---------- Provided information ----------

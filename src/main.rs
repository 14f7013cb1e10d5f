use anyhow::Result;
use clap::{Parser, Subcommand};
use std::path::PathBuf;
use tracing_subscriber::EnvFilter;

use mediarec::{cli, config, server};

#[derive(Parser)]
#[command(name = "mediarec", version, about = "Mood-aware game, book and movie recommendations")]
struct Cli {
    /// Config file (defaults to ~/.mediarec/config.toml)
    #[arg(long, global = true)]
    config: Option<PathBuf>,

    #[command(subcommand)]
    command: Command,
}

#[derive(Subcommand)]
enum Command {
    /// Recommend five titles for a mood and a phrase
    Recommend {
        #[arg(long)]
        mood: Option<String>,
        #[arg(long)]
        phrase: Option<String>,
        /// Print JSON instead of a table
        #[arg(long)]
        json: bool,
    },
    /// Mood classifier
    Mood {
        #[command(subcommand)]
        action: MoodAction,
    },
    /// Scrape the book listing into the books dataset
    Scrape {
        #[arg(long)]
        url: Option<String>,
        #[arg(long)]
        output: Option<PathBuf>,
    },
    /// Manage the reference index
    Index {
        #[command(subcommand)]
        action: IndexAction,
    },
    /// Manage the embedding model
    Model {
        #[command(subcommand)]
        action: ModelAction,
    },
    /// Check data files, models and sqlite-vec
    Doctor,
    /// Start the MCP server (stdio unless --http or server.transport = "http")
    Serve {
        #[arg(long)]
        http: bool,
    },
}

#[derive(Subcommand)]
enum MoodAction {
    /// Print the mood label for a text
    Classify { text: String },
    /// Train the mood model from a labeled CSV
    Train {
        file: PathBuf,
        #[arg(long, default_value = "text")]
        text_column: String,
        #[arg(long, default_value = "label")]
        label_column: String,
        /// Hold out every Nth row for evaluation (0 disables)
        #[arg(long, default_value_t = 5)]
        holdout: usize,
    },
}

#[derive(Subcommand)]
enum IndexAction {
    /// Embed every catalog title and rewrite the reference files
    Build,
}

#[derive(Subcommand)]
enum ModelAction {
    /// Download the embedding model to the cache directory
    Download,
}

#[tokio::main]
async fn main() -> Result<()> {
    let cli = Cli::parse();

    let config = match &cli.config {
        Some(path) => config::AppConfig::load_from(path)?,
        None => config::AppConfig::load()?,
    };

    // stderr keeps stdout clean for CLI output and MCP JSON-RPC.
    let filter = EnvFilter::try_new(&config.server.log_level)
        .unwrap_or_else(|_| EnvFilter::new("info"));
    tracing_subscriber::fmt()
        .with_env_filter(filter)
        .with_writer(std::io::stderr)
        .init();

    match cli.command {
        Command::Recommend { mood, phrase, json } => {
            cli::recommend::recommend(&config, mood, phrase, json).await?;
        }
        Command::Mood { action } => match action {
            MoodAction::Classify { text } => cli::mood::classify(&config, &text)?,
            MoodAction::Train {
                file,
                text_column,
                label_column,
                holdout,
            } => cli::mood::train(&config, &file, &text_column, &label_column, holdout)?,
        },
        Command::Scrape { url, output } => {
            cli::scrape::scrape(&config, url, output).await?;
        }
        Command::Index { action } => match action {
            IndexAction::Build => cli::index::build(&config).await?,
        },
        Command::Model { action } => match action {
            ModelAction::Download => cli::model_download(&config.embedding).await?,
        },
        Command::Doctor => cli::doctor::doctor(&config)?,
        Command::Serve { http } => {
            if http || config.server.transport == "http" {
                server::serve_http(config).await?;
            } else {
                server::serve_stdio(config).await?;
            }
        }
    }

    Ok(())
}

----------

**Work item**
The full set of records above is to be printed exactly as it appears.

**Answer to the problem**
filename src/main.rs
repository 14f7013cb1e10d5f
use anyhow::Result;
use clap::{Parser, Subcommand};
use std::path::PathBuf;
use tracing_subscriber::EnvFilter;

use mediarec::{cli, config, server};

#[derive(Parser)]
#[command(name = "mediarec", version, about = "Mood-aware game, book and movie recommendations")]
struct Cli {
    /// Config file (defaults to ~/.mediarec/config.toml)
    #[arg(long, global = true)]
    config: Option<PathBuf>,

    #[command(subcommand)]
    command: Command,
}

#[derive(Subcommand)]
enum Command {
    /// Recommend five titles for a mood and a phrase
    Recommend {
        #[arg(long)]
        mood: Option<String>,
        #[arg(long)]
        phrase: Option<String>,
        /// Print JSON instead of a table
        #[arg(long)]
        json: bool,
    },
    /// Mood classifier
    Mood {
        #[command(subcommand)]
        action: MoodAction,
    },
    /// Scrape the book listing into the books dataset
    Scrape {
        #[arg(long)]
        url: Option<String>,
        #[arg(long)]
        output: Option<PathBuf>,
    },
    /// Manage the reference index
    Index {
        #[command(subcommand)]
        action: IndexAction,
    },
    /// Manage the embedding model
    Model {
        #[command(subcommand)]
        action: ModelAction,
    },
    /// Check data files, models and sqlite-vec
    Doctor,
    /// Start the MCP server (stdio unless --http or server.transport = "http")
    Serve {
        #[arg(long)]
        http: bool,
    },
}

#[derive(Subcommand)]
enum MoodAction {
    /// Print the mood label for a text
    Classify { text: String },
    /// Train the mood model from a labeled CSV
    Train {
        file: PathBuf,
        #[arg(long, default_value = "text")]
        text_column: String,
        #[arg(long, default_value = "label")]
        label_column: String,
        /// Hold out every Nth row for evaluation (0 disables)
        #[arg(long, default_value_t = 5)]
        holdout: usize,
    },
}

#[derive(Subcommand)]
enum IndexAction {
    /// Embed every catalog title and rewrite the reference files
    Build,
}

#[derive(Subcommand)]
enum ModelAction {
    /// Download the embedding model to the cache directory
    Download,
}

#[tokio::main]
async fn main() -> Result<()> {
    let cli = Cli::parse();

    let config = match &cli.config {
        Some(path) => config::AppConfig::load_from(path)?,
        None => config::AppConfig::load()?,
    };

    // stderr keeps stdout clean for CLI output and MCP JSON-RPC.
    let filter = EnvFilter::try_new(&config.server.log_level)
        .unwrap_or_else(|_| EnvFilter::new("info"));
    tracing_subscriber::fmt()
        .with_env_filter(filter)
        .with_writer(std::io::stderr)
        .init();

    match cli.command {
        Command::Recommend { mood, phrase, json } => {
            cli::recommend::recommend(&config, mood, phrase, json).await?;
        }
        Command::Mood { action } => match action {
            MoodAction::Classify { text } => cli::mood::classify(&config, &text)?,
            MoodAction::Train {
                file,
                text_column,
                label_column,
                holdout,
            } => cli::mood::train(&config, &file, &text_column, &label_column, holdout)?,
        },
        Command::Scrape { url, output } => {
            cli::scrape::scrape(&config, url, output).await?;
        }
        Command::Index { action } => match action {
            IndexAction::Build => cli::index::build(&config).await?,
        },
        Command::Model { action } => match action {
            ModelAction::Download => cli::model_download(&config.embedding).await?,
        },
        Command::Doctor => cli::doctor::doctor(&config)?,
        Command::Serve { http } => {
            if http || config.server.transport == "http" {
                server::serve_http(config).await?;
            } else {
                server::serve_stdio(config).await?;
            }
        }
    }

    Ok(())
}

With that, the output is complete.